REQUIRED WORK | How many lines in the records below hold the string "clippy"? Please answer with the number and nothing more.

DATA SHOWN |

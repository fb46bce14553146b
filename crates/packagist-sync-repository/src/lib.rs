//! Packagist registry client for packagist-sync.
//!
//! This crate talks to a Packagist-compatible registry on behalf of a single
//! package:
//!
//! - **`update-package`**: refresh an existing package; a 404 answer means the
//!   registry does not know it yet.
//! - **`create-package`**: register the package's repository.
//! - **`packages/list.json`**: check whether the package is listed under its
//!   vendor.
//!
//! [`synchronize`] chains the first two: update, and create on 404.
//!
//! ## Example
//!
//! ```no_run
//! use packagist_sync_config::SyncConfig;
//! use packagist_sync_repository::{RegistryClient, SyncOutcome, synchronize};
//!
//! # async fn example() -> packagist_sync_core::Result<()> {
//! let config = SyncConfig::builder()
//!     .api_token("your-api-token".to_string())
//!     .composer_json_path("/srv/project".to_string())
//!     .github_repository_url("https://github.com/acme/widget".to_string())
//!     .build();
//!
//! let client = RegistryClient::new(config)?;
//! match synchronize(&client).await? {
//!     SyncOutcome::Updated => println!("updated"),
//!     SyncOutcome::Created => println!("created"),
//! }
//! # Ok(())
//! # }
//! ```

#![deny(clippy::all)]
#![allow(clippy::module_name_repetitions)]

pub mod client;
pub mod sync;
pub mod types;

pub use client::{RegistryClient, RegistryClientConfig};
pub use sync::{
    PackageRegistry, RegistryFuture, SyncEvent, SyncOutcome, UpdateOutcome, synchronize,
    synchronize_with,
};
pub use types::{PackageListResponse, PackageRequest, StatusResponse};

ANSWER TO THIS PROBLEM | 2